[Opening EXTRACTED ENTRIES section]

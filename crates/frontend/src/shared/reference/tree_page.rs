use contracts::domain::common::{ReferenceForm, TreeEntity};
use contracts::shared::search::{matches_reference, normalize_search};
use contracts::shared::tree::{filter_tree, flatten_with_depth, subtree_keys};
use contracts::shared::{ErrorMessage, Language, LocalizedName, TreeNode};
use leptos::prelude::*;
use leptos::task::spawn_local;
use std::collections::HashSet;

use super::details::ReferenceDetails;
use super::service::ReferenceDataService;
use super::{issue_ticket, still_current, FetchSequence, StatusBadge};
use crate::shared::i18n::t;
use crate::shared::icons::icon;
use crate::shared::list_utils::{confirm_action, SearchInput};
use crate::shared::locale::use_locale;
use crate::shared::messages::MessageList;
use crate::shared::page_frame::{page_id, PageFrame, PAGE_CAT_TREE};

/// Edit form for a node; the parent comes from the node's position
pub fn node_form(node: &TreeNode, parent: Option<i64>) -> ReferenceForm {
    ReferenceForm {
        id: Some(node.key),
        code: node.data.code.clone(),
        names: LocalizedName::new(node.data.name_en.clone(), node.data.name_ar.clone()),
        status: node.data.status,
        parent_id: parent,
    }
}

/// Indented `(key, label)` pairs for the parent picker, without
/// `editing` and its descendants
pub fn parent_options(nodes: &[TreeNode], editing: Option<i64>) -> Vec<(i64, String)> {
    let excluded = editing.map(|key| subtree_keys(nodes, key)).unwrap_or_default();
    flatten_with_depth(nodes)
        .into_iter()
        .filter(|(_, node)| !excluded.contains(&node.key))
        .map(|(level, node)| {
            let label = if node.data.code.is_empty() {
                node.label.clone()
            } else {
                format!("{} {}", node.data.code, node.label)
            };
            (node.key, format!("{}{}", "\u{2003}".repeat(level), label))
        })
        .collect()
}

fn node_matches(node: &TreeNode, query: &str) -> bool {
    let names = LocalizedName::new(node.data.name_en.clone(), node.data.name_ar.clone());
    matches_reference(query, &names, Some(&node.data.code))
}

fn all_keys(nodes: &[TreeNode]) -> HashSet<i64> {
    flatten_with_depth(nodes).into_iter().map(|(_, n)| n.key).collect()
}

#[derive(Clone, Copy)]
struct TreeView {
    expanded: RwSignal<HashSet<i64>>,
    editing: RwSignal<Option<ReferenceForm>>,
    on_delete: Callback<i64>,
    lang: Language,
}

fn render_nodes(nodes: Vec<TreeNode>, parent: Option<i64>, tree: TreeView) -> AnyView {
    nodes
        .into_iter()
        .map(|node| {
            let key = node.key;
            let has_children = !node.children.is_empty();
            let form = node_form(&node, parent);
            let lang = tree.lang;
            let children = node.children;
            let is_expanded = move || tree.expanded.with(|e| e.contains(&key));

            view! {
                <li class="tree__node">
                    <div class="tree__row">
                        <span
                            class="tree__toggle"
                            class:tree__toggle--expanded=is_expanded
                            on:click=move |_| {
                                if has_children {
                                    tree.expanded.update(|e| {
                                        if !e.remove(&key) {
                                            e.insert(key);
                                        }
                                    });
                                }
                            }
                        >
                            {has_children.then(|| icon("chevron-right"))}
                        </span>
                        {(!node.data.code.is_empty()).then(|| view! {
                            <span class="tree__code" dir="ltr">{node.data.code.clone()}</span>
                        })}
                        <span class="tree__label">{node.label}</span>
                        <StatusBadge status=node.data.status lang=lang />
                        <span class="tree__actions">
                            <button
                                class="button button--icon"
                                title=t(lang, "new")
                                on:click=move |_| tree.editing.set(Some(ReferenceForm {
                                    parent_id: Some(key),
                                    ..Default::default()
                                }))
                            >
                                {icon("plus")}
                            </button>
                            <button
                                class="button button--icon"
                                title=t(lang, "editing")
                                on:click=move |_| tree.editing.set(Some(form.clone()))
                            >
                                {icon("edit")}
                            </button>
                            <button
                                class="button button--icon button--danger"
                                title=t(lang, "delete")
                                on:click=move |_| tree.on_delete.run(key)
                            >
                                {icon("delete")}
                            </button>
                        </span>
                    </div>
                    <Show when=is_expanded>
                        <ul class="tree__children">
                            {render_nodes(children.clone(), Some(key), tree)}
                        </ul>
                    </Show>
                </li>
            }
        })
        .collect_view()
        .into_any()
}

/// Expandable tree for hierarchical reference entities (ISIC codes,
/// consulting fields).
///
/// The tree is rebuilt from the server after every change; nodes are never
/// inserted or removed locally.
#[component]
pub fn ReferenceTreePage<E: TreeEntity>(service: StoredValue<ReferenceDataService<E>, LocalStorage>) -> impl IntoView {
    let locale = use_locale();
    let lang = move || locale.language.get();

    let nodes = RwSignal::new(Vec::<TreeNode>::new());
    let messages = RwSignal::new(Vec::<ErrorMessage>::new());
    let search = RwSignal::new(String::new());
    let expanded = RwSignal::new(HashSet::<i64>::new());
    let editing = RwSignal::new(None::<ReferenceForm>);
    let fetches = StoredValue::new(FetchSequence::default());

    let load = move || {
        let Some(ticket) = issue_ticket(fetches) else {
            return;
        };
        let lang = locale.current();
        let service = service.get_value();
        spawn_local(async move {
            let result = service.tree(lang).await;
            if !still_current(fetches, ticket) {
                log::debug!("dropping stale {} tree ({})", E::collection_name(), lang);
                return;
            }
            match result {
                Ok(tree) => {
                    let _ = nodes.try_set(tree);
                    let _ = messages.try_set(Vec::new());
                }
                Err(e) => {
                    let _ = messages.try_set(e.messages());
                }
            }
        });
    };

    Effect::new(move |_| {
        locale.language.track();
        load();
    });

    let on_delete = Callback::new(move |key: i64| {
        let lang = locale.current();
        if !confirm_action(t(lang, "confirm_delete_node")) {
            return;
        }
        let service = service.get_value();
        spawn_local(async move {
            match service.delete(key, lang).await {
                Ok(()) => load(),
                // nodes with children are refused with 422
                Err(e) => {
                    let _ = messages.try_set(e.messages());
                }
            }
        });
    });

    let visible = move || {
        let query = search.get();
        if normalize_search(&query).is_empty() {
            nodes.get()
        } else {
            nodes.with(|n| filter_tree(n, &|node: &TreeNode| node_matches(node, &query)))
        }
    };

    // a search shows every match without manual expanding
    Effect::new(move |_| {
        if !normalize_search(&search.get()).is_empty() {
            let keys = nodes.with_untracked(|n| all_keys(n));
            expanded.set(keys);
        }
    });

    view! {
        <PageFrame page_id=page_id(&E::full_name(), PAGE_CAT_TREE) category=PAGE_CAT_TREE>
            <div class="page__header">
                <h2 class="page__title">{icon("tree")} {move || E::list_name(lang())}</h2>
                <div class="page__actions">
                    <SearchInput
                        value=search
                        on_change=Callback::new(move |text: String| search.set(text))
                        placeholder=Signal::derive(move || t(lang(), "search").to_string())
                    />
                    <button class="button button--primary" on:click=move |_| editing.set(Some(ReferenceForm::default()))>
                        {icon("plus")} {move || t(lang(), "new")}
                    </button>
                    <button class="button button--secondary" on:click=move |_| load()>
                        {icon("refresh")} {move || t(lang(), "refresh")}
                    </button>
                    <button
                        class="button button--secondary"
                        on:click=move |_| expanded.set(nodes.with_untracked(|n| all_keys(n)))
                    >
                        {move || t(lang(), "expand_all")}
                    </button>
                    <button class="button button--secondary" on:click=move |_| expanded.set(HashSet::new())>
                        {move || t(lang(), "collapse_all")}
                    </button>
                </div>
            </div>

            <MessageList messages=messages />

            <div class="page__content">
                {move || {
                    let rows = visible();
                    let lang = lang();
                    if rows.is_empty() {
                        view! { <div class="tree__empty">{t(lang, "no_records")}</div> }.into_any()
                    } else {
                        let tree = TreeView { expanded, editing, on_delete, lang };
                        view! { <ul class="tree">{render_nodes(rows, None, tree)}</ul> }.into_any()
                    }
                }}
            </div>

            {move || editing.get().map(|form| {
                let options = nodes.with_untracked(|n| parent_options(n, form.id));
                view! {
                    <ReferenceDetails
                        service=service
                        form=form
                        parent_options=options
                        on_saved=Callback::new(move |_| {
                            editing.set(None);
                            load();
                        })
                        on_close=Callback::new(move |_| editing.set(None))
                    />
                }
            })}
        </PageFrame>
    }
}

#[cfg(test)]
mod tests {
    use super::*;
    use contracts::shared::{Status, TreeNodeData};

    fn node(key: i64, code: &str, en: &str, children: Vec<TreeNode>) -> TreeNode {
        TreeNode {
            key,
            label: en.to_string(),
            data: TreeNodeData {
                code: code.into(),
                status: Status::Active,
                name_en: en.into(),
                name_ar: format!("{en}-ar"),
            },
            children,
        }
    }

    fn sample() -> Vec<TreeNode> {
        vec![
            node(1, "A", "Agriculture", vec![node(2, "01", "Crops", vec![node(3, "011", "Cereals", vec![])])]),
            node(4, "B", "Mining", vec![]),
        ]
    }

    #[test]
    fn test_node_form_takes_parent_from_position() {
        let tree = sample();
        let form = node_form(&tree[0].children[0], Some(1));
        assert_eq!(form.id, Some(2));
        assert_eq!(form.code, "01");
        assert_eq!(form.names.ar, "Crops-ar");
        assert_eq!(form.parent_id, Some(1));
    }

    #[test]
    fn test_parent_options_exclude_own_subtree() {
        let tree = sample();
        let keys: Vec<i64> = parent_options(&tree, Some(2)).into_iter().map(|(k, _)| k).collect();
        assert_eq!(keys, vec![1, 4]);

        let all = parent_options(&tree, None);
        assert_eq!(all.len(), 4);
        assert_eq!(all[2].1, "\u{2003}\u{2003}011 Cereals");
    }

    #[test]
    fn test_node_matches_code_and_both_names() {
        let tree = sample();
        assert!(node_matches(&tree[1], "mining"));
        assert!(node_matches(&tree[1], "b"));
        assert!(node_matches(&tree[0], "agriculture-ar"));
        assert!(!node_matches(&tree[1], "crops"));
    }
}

[Closing EXTRACTED ENTRIES section]

Retype only the lines running from the top of the listing to the line that holds "use leptos::task::spawn_local;", both ends included.

OUTPUT BELOW →
filename crates/frontend/src/shared/reference/tree_page.rs
use contracts::domain::common::{ReferenceForm, TreeEntity};
use contracts::shared::search::{matches_reference, normalize_search};
use contracts::shared::tree::{filter_tree, flatten_with_depth, subtree_keys};
use contracts::shared::{ErrorMessage, Language, LocalizedName, TreeNode};
use leptos::prelude::*;
use leptos::task::spawn_local;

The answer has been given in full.